* [WORK TO COMPLETE]: Each line in the data holding "TransferStrategy" should be listed.

* [Stored data entries]:

*** Block opens ***

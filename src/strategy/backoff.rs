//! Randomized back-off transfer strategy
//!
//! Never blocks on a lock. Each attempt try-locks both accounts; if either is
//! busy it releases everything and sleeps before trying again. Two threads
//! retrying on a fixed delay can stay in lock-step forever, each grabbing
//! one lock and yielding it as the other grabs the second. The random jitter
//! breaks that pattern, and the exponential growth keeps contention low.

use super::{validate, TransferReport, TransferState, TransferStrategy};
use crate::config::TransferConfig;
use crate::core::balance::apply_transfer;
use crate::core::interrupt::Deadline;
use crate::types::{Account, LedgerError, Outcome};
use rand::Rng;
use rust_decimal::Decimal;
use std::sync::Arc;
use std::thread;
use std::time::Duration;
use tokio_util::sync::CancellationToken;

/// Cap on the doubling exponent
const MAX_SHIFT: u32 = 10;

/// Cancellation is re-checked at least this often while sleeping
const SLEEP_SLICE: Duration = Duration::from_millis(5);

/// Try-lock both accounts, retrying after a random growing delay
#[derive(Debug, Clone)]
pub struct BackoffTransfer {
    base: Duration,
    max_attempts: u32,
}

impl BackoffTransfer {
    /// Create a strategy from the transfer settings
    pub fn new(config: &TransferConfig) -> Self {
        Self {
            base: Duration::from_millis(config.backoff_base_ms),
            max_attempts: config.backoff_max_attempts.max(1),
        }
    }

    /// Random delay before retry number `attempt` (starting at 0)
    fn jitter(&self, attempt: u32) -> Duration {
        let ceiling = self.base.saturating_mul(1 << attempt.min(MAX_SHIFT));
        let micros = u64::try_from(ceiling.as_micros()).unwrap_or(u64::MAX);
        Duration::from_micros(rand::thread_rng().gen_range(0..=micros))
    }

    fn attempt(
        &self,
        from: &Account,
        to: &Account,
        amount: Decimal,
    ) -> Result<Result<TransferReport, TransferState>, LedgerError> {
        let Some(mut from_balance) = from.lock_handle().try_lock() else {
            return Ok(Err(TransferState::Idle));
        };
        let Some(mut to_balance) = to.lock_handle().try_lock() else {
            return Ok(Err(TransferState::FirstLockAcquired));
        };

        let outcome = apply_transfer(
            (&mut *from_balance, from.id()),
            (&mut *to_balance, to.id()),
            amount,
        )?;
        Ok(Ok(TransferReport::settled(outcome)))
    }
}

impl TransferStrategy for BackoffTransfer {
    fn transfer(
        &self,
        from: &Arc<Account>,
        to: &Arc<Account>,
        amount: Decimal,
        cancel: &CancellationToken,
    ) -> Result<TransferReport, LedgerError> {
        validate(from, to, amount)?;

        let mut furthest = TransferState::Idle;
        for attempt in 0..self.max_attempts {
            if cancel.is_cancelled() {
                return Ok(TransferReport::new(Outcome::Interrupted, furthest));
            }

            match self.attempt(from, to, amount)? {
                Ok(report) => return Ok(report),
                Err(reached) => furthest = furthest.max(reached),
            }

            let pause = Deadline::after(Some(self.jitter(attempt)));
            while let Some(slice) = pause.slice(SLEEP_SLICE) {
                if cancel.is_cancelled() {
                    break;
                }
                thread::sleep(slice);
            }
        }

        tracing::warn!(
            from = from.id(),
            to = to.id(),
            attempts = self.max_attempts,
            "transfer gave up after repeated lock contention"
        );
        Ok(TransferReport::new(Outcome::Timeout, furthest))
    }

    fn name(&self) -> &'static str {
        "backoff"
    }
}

*** Block closes ***

* [WRITTEN SOLUTION]:
use super::{validate, TransferReport, TransferState, TransferStrategy};
impl TransferStrategy for BackoffTransfer {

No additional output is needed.